Other revenue will be much less stable. Pac-12 schools sold more than $120 million in football tickets in 2018, a number that will no doubt drop steeply. They also brought in $197.5 million in total donations, some of which was directly tied to football tickets. Though donors may be more motivated to support their schools in hard times, many may also face financial struggles of their own, making the status of annual giving one of the biggest unknowns facing college administrators.
The Pac-12’s membership includes schools in cities with varying state or local policies regarding COVID-19 precautions, some of which are highly restrictive. So while states like Utah and Arizona were open to returning to action several weeks ago, others—like Oregon and California—were still locked down in a way that didn’t allow for large athletics practices, with schools in the Bay Area facing the strongest resistance from local leadership. The conference’s three most profitable football programs, however, are not from the state of California.

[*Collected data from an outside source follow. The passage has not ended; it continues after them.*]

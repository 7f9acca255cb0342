//! Role registry.
//!
//! Assignments are intervals. Revoking closes the live interval, copies it
//! to the history table and removes it from the live table, all in one
//! unit of work. "As of" queries read both tables, so past membership stays
//! answerable after revocation.

use std::collections::BTreeSet;
use std::sync::Arc;

use chrono::{DateTime, Utc};
use tracing::info;

use membership_core::audit::{AuditCategory, AuditEvent};
use membership_core::error::{AppError, ErrorKind};
use membership_core::result::AppResult;
use membership_core::traits::{AuditSink, Clock, SqlExecutor, Store};
use membership_database::repositories::{
    AccountRepository, RoleAssignmentRepository, RoleRepository,
};
use membership_entity::role::Role;

/// Creates roles and answers membership questions.
#[derive(Debug, Clone)]
pub struct RoleRegistry {
    store: Arc<dyn Store>,
    audit: Arc<dyn AuditSink>,
    clock: Arc<dyn Clock>,
}

impl RoleRegistry {
    /// Creates a new role registry.
    pub fn new(store: Arc<dyn Store>, audit: Arc<dyn AuditSink>, clock: Arc<dyn Clock>) -> Self {
        Self {
            store,
            audit,
            clock,
        }
    }

    /// Id of the role named `name` (case-insensitive), creating it if needed.
    pub async fn ensure_role(&self, name: &str) -> AppResult<i64> {
        let name = name.trim();
        if name.is_empty() {
            return Err(AppError::validation("Role name must not be empty"));
        }

        let mut uow = self.store.begin().await?;
        if let Some(role) = RoleRepository::find_by_name(&mut *uow, name).await? {
            return Ok(role.id);
        }

        let id = match RoleRepository::insert(&mut *uow, name).await {
            Ok(id) => {
                uow.commit().await?;
                id
            }
            // Lost a race with a concurrent creator.
            Err(e) if e.is(ErrorKind::Conflict) => {
                drop(uow);
                let mut conn = self.store.connection().await?;
                return RoleRepository::find_by_name(&mut *conn, name)
                    .await?
                    .map(|role| role.id)
                    .ok_or(e);
            }
            Err(e) => return Err(e),
        };

        info!(role_id = id, role = %name, "Role created");
        self.audit
            .emit(
                AuditEvent::success(AuditCategory::Role, "Role created")
                    .with_detail("role_id", id)
                    .with_detail("role", name),
            )
            .await;
        Ok(id)
    }

    /// Rename a role. The new name must not collide (case-insensitive)
    /// with another role.
    pub async fn rename_role(&self, role_id: i64, new_name: &str) -> AppResult<()> {
        let new_name = new_name.trim();
        if new_name.is_empty() {
            return Err(AppError::validation("Role name must not be empty"));
        }

        let old_name = {
            let mut uow = self.store.begin().await?;
            let role = RoleRepository::find_by_id(&mut *uow, role_id)
                .await?
                .ok_or_else(|| AppError::not_found(format!("Role {role_id} not found")))?;

            if let Some(other) = RoleRepository::find_by_name(&mut *uow, new_name).await? {
                if other.id != role_id {
                    return Err(AppError::conflict(format!(
                        "Role \"{new_name}\" already exists"
                    )));
                }
            }

            RoleRepository::rename(&mut *uow, role_id, new_name).await?;
            uow.commit().await?;
            role.name
        };

        info!(role_id, from = %old_name, to = %new_name, "Role renamed");
        self.audit
            .emit(
                AuditEvent::success(AuditCategory::Role, "Role renamed")
                    .with_detail("role_id", role_id)
                    .with_detail("from", old_name)
                    .with_detail("to", new_name),
            )
            .await;
        Ok(())
    }

    /// The role called `name`, compared case-insensitively.
    pub async fn find_role(&self, name: &str) -> AppResult<Role> {
        let mut conn = self.store.connection().await?;
        self.require_role(&mut *conn, name.trim()).await
    }

    /// Every role, ordered by name.
    pub async fn list_roles(&self) -> AppResult<Vec<Role>> {
        let mut conn = self.store.connection().await?;
        RoleRepository::find_all(&mut *conn).await
    }

    /// Give an account a role from `from` (default: now) onward.
    ///
    /// Returns `false` without writing if the account already holds the
    /// role at `from`. A live assignment that only starts later is moved
    /// back to `from` rather than duplicated.
    pub async fn assign(
        &self,
        account_id: i64,
        role_name: &str,
        from: Option<DateTime<Utc>>,
    ) -> AppResult<bool> {
        let from = from.unwrap_or_else(|| self.clock.now());

        let role_id = {
            let mut uow = self.store.begin().await?;
            let role = self.require_role(&mut *uow, role_name).await?;
            if AccountRepository::find_by_id(&mut *uow, account_id).await?.is_none() {
                return Err(AppError::not_found(format!("Account {account_id} not found")));
            }

            match RoleAssignmentRepository::find_overlapping(&mut *uow, account_id, role.id, from)
                .await?
            {
                Some(existing) if existing.valid_from <= from => return Ok(false),
                Some(existing) => {
                    RoleAssignmentRepository::reschedule(&mut *uow, &existing, from).await?;
                }
                None => {
                    RoleAssignmentRepository::insert(&mut *uow, account_id, role.id, from).await?;
                }
            }
            uow.commit().await?;
            role.id
        };

        info!(account_id, role_id, role = %role_name, "Role assigned");
        self.audit
            .emit(
                AuditEvent::success(AuditCategory::Role, "Role assigned")
                    .with_detail("account_id", account_id)
                    .with_detail("role_id", role_id)
                    .with_detail("role", role_name),
            )
            .await;
        Ok(true)
    }

    /// End an account's membership of a role at `at` (default: now).
    ///
    /// Returns `false` without writing if the account does not hold the role
    /// at `at`.
    pub async fn revoke(
        &self,
        account_id: i64,
        role_name: &str,
        at: Option<DateTime<Utc>>,
    ) -> AppResult<bool> {
        let at = at.unwrap_or_else(|| self.clock.now());

        {
            let mut uow = self.store.begin().await?;
            let role = self.require_role(&mut *uow, role_name).await?;

            let Some(active) =
                RoleAssignmentRepository::find_active(&mut *uow, account_id, role.id, at).await?
            else {
                return Ok(false);
            };

            RoleAssignmentRepository::close(&mut *uow, &active, at).await?;
            RoleAssignmentRepository::archive(&mut *uow, &active, at).await?;
            RoleAssignmentRepository::delete(&mut *uow, &active).await?;
            uow.commit().await?;
        }

        info!(account_id, role = %role_name, "Role revoked");
        self.audit
            .emit(
                AuditEvent::success(AuditCategory::Role, "Role revoked")
                    .with_detail("account_id", account_id)
                    .with_detail("role", role_name),
            )
            .await;
        Ok(true)
    }

    /// Names of the roles an account holds at `at` (default: now).
    pub async fn effective_roles(
        &self,
        account_id: i64,
        at: Option<DateTime<Utc>>,
    ) -> AppResult<BTreeSet<String>> {
        let at = at.unwrap_or_else(|| self.clock.now());
        let mut conn = self.store.connection().await?;
        let names = RoleAssignmentRepository::effective_role_names(&mut *conn, account_id, at).await?;
        Ok(names.into_iter().collect())
    }

    /// Whether `username` holds `role_name` at `at` (default: now).
    ///
    /// Unknown users hold no roles.
    pub async fn is_in_role(
        &self,
        username: &str,
        role_name: &str,
        at: Option<DateTime<Utc>>,
    ) -> AppResult<bool> {
        let account = {
            let mut conn = self.store.connection().await?;
            AccountRepository::find_by_username(&mut *conn, username).await?
        };
        let Some(account) = account else {
            return Ok(false);
        };

        let roles = self.effective_roles(account.id, at).await?;
        Ok(roles.iter().any(|r| r.eq_ignore_ascii_case(role_name)))
    }

    async fn require_role<E>(&self, db: &mut E, role_name: &str) -> AppResult<Role>
    where
        E: SqlExecutor + ?Sized,
    {
        RoleRepository::find_by_name(db, role_name)
            .await?
            .ok_or_else(|| AppError::not_found(format!("Role \"{role_name}\" not found")))
    }
}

The map below shows all 130 FBS schools, separated by those that are or are not playing football this fall, with each state’s color representing the severity of its COVID-19 cases.
In California, daily new cases have decreased over the past several weeks after spikes occurred earlier in the summer (Los Angeles County has reported the most cumulative deaths of any county outside of New York City). In Oregon and Washington, case counts continue to remain relatively low, while Utah, on the other hand, saw an all-time high in new cases just last week on Sept. 18. More generally, the Pac-12 states have not been hit as hard by COVID-19 per capita as those with SEC schools, although some southern states, such as Florida and Louisiana, have seen daily new cases decline recently.